# Qualität bei Sound-Aufnahme mithilfe von MCISendString schlecht



## Atlanta (15. Januar 2012)

Hallo allerseits,

ich habe ein Programm geschrieben, das den Sound, der über Line-In bzw. über Mikrofon geht, aufnimmt. Das funktioniert bisher auch fehlerfrei und mit passabler Qualität.
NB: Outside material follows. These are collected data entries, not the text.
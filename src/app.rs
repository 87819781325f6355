// ABOUTME: App orchestrator — wires config, provider, and store, then drives the REPL.
// ABOUTME: Slash commands manage sessions; any other input line is sent to the mentor.

use std::path::{Path, PathBuf};

use base64::Engine as _;
use base64::engine::general_purpose::STANDARD as BASE64;
use tokio::io::{AsyncBufReadExt, BufReader, Lines, Stdin};

use crate::agent::create_provider;
use crate::config::Config;
use crate::session::{MoodFilter, SessionStore, Storage, TurnOutcome};
use crate::types::{Attachment, Mood};

/// A parsed line of REPL input.
#[derive(Debug, Clone, PartialEq)]
enum Command {
    Send(String),
    New,
    List(Option<String>),
    Open(usize),
    Delete(usize),
    Clear,
    Mood(String),
    Attach(String),
    Theme,
    Status,
    Help,
    Quit,
    Unknown(String),
}

/// Parse one input line. Lines starting with `/` are commands; everything
/// else is chat content sent verbatim.
fn parse_command(line: &str) -> Command {
    let trimmed = line.trim();
    let Some(tail) = trimmed.strip_prefix('/') else {
        return Command::Send(trimmed.to_string());
    };
    let (name, arg) = match tail.split_once(char::is_whitespace) {
        Some((name, arg)) => (name, arg.trim()),
        None => (tail, ""),
    };
    match name {
        "new" => Command::New,
        "list" | "search" => Command::List((!arg.is_empty()).then(|| arg.to_string())),
        "open" => match arg.parse() {
            Ok(n) => Command::Open(n),
            Err(_) => Command::Unknown(trimmed.to_string()),
        },
        "delete" => match arg.parse() {
            Ok(n) => Command::Delete(n),
            Err(_) => Command::Unknown(trimmed.to_string()),
        },
        "clear" => Command::Clear,
        "mood" => Command::Mood(arg.to_string()),
        "attach" => Command::Attach(arg.to_string()),
        "theme" => Command::Theme,
        "status" => Command::Status,
        "help" => Command::Help,
        "quit" | "exit" => Command::Quit,
        _ => Command::Unknown(trimmed.to_string()),
    }
}

/// Guess a mime type from the file extension of an attachment path.
fn mime_for_path(path: &Path) -> Option<&'static str> {
    match path.extension()?.to_str()?.to_lowercase().as_str() {
        "png" => Some("image/png"),
        "jpg" | "jpeg" => Some("image/jpeg"),
        "webp" => Some("image/webp"),
        "gif" => Some("image/gif"),
        _ => None,
    }
}

/// Read an image file into a base64 attachment.
fn load_attachment(path: &Path) -> anyhow::Result<Attachment> {
    let mime_type = mime_for_path(path)
        .ok_or_else(|| anyhow::anyhow!("unsupported image type: {}", path.display()))?;
    let bytes = std::fs::read(path)?;
    Ok(Attachment {
        data: BASE64.encode(bytes),
        mime_type: mime_type.to_string(),
    })
}

/// Top-level application that wires the subsystems and drives the REPL.
pub struct App {
    config: Config,
    fresh: bool,
    data_dir: Option<PathBuf>,
}

impl App {
    pub fn new(config: Config, fresh: bool, data_dir: Option<PathBuf>) -> Self {
        Self {
            config,
            fresh,
            data_dir,
        }
    }

    /// Run the application: hydrate state, then loop over input lines until
    /// the user quits.
    pub async fn run(self) -> anyhow::Result<()> {
        // Load local .env if present, for GEMINI_API_KEY.
        let _ = dotenvy::dotenv();

        let provider = create_provider(&self.config)?;
        let root = self.data_dir.clone().unwrap_or_else(Storage::default_root);
        let mut store = SessionStore::hydrate(Storage::new(root), self.fresh);

        println!("AI-ADIB — adabiy mentor");
        println!(
            "{} suhbat, {} yulduz. /help — buyruqlar ro'yxati.",
            store.state().sessions.len(),
            store.stars()
        );

        let mut lines = BufReader::new(tokio::io::stdin()).lines();
        let mut staged_attachment: Option<Attachment> = None;

        while let Some(line) = lines.next_line().await? {
            match parse_command(&line) {
                Command::Quit => break,
                Command::Help => print_help(),
                Command::New => {
                    store.start_new_session();
                    println!("Yangi suhbat boshlandi.");
                }
                Command::List(term) => {
                    let term = term.unwrap_or_default();
                    let sessions = store.filter_sessions(&term, MoodFilter::All);
                    if sessions.is_empty() {
                        println!("Natija topilmadi.");
                    }
                    let active = store.state().active_session_id.clone();
                    for (i, session) in sessions.iter().enumerate() {
                        let marker = if active.as_deref() == Some(session.id.as_str()) {
                            "*"
                        } else {
                            " "
                        };
                        let mood = session
                            .mood
                            .map(|m| format!(" [{}]", m.label()))
                            .unwrap_or_default();
                        println!(
                            "{} {:>2}. {}{} ({})",
                            marker,
                            i + 1,
                            session.title,
                            mood,
                            session.updated_at.format("%Y-%m-%d")
                        );
                    }
                }
                Command::Open(n) => {
                    let id = store
                        .state()
                        .sessions
                        .get(n.wrapping_sub(1))
                        .map(|s| s.id.clone());
                    match id {
                        Some(id) => {
                            store.select_session(&id);
                            print_session(&store);
                        }
                        None => println!("Bunday suhbat yo'q: {}", n),
                    }
                }
                Command::Delete(n) => {
                    let id = store
                        .state()
                        .sessions
                        .get(n.wrapping_sub(1))
                        .map(|s| s.id.clone());
                    match id {
                        Some(id) => {
                            store.delete_session(&id);
                            println!("Suhbat o'chirildi.");
                        }
                        None => println!("Bunday suhbat yo'q: {}", n),
                    }
                }
                Command::Clear => {
                    if store.state().sessions.is_empty() {
                        continue;
                    }
                    println!(
                        "Barcha suhbatlar tarixini butunlay o'chirib tashlamoqchimisiz? [y/N]"
                    );
                    if confirm(&mut lines).await? {
                        store.clear_all_sessions();
                        println!("Tarix tozalandi.");
                    }
                }
                Command::Mood(label) => match Mood::from_label(&label) {
                    Some(mood) => {
                        let content = format!(
                            "Hozir menda {} holati. Ushbu kayfiyatga mos keladigan qanday \
                             adabiy durdona yoki maslahat bera olasiz?",
                            mood.label().to_lowercase()
                        );
                        let outcome = store
                            .send_message(
                                provider.as_ref(),
                                &content,
                                staged_attachment.take(),
                                Some(mood),
                                self.config.location,
                            )
                            .await;
                        print_outcome(&store, outcome);
                    }
                    None => {
                        let labels: Vec<&str> = Mood::ALL.iter().map(|m| m.label()).collect();
                        println!("Kayfiyatni tanlang: {}", labels.join(", "));
                    }
                },
                Command::Attach(path) => {
                    if path.is_empty() {
                        println!("Foydalanish: /attach <rasm-fayli>");
                        continue;
                    }
                    match load_attachment(Path::new(&path)) {
                        Ok(attachment) => {
                            println!("Rasm keyingi xabarga qo'shiladi ({}).", attachment.mime_type);
                            staged_attachment = Some(attachment);
                        }
                        Err(e) => println!("Rasmni o'qib bo'lmadi: {}", e),
                    }
                }
                Command::Theme => {
                    let theme = store.toggle_theme();
                    println!("Mavzu: {}", theme.tag());
                }
                Command::Status => {
                    println!("Yulduzlar: {}", store.stars());
                    if let Some(wisdom) = &store.state().wisdom_of_the_day {
                        println!("Hikmat: {}", wisdom);
                    }
                    if let Some(task) = &store.state().current_task {
                        println!("Topshiriq: {}", task);
                    }
                    if let Some(session) = store.active_session() {
                        println!("Faol suhbat: {}", session.title);
                    }
                }
                Command::Send(content) => {
                    if content.is_empty() && staged_attachment.is_none() {
                        continue;
                    }
                    let outcome = store
                        .send_message(
                            provider.as_ref(),
                            &content,
                            staged_attachment.take(),
                            None,
                            self.config.location,
                        )
                        .await;
                    print_outcome(&store, outcome);
                }
                Command::Unknown(input) => {
                    println!("Noma'lum buyruq: {} (/help yordam beradi)", input);
                }
            }
        }

        println!("Xayr! Yulduzlaringiz: {}", store.stars());
        Ok(())
    }
}

/// Read one more line and interpret it as a yes/no answer.
async fn confirm(lines: &mut Lines<BufReader<Stdin>>) -> anyhow::Result<bool> {
    let answer = lines.next_line().await?.unwrap_or_default();
    Ok(matches!(
        answer.trim().to_lowercase().as_str(),
        "y" | "yes" | "ha"
    ))
}

fn print_help() {
    println!("/new              yangi suhbat");
    println!("/list [so'z]      suhbatlar ro'yxati yoki qidiruv");
    println!("/open <n>         suhbatni ochish");
    println!("/delete <n>       suhbatni o'chirish");
    println!("/clear            barcha tarixni tozalash");
    println!("/mood <kayfiyat>  kayfiyat bo'yicha boshlash");
    println!("/attach <fayl>    keyingi xabarga rasm qo'shish");
    println!("/theme            mavzuni almashtirish");
    println!("/status           yulduzlar, hikmat, topshiriq");
    println!("/quit             chiqish");
}

/// Replay the active session to stdout.
fn print_session(store: &SessionStore) {
    let Some(session) = store.active_session() else {
        return;
    };
    println!("— {} —", session.title);
    for message in &session.messages {
        let speaker = match message.role {
            crate::types::Role::User => "Siz",
            crate::types::Role::Assistant => "Adib",
        };
        println!("{}: {}", speaker, message.content);
    }
}

/// Print one completed round-trip: star banner, reply text, image note, sources.
fn print_outcome(store: &SessionStore, outcome: Option<TurnOutcome>) {
    let Some(outcome) = outcome else {
        return;
    };
    if outcome.star_earned {
        println!("*** YULDUZ+1! Jami: {} ***", store.stars());
    }
    println!("Adib: {}", outcome.assistant.content);
    if let Some(image_url) = &outcome.assistant.image_url {
        println!("[tasvir: {} belgi]", image_url.len());
    }
    if let Some(sources) = &outcome.assistant.grounding_sources {
        for source in sources {
            println!("  manba: {} — {}", source.title, source.uri);
        }
    }
}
Das Problem ist nur, dass sobald ich das Problem auf Windows 7 laufen lasse, die Qualität stark abnimmt (nur noch Mono, sehr dumpf mit starkem Rauschen).

Hier der Code:

C#-Code:

```
private void Aufnahme_Start(object sender, EventArgs e)
        {
            mciSendString("open new Type waveaudio Alias recsound", "", 0, 0);
            mciSendString("set recsound TIME FORMAT MS", "", 0, 0);
            mciSendString("set recsound BITSPERSAMPLE 16", "", 0, 0);
            mciSendString("set recsound CHANNELS 2", "", 0, 0);
            mciSendString("set recsound SAMPLESPERSEC 48000", "", 0, 0);
            mciSendString("set recsound BYTESPERSEC 192000", "", 0, 0);
            mciSendString("set recsound ALIGNMENT 4", "", 0, 0);
            mciSendString("record recsound", "", 0, 0);
        }

private void Aufnahme_Stop(object sender, EventArgs e)
        {
            mciSendString("save recsound music.wav", "", 0, 0);
            mciSendString("close recsound", "", 0, 0);
        }
```

Was muss ich tun, damit die Qualität gleichbleibt?


Vielen Dank im Voraus!


----------



## Atlanta (20. Februar 2012)

Hat keiner eine Idee, wie ich das Problem lösen kann?


----------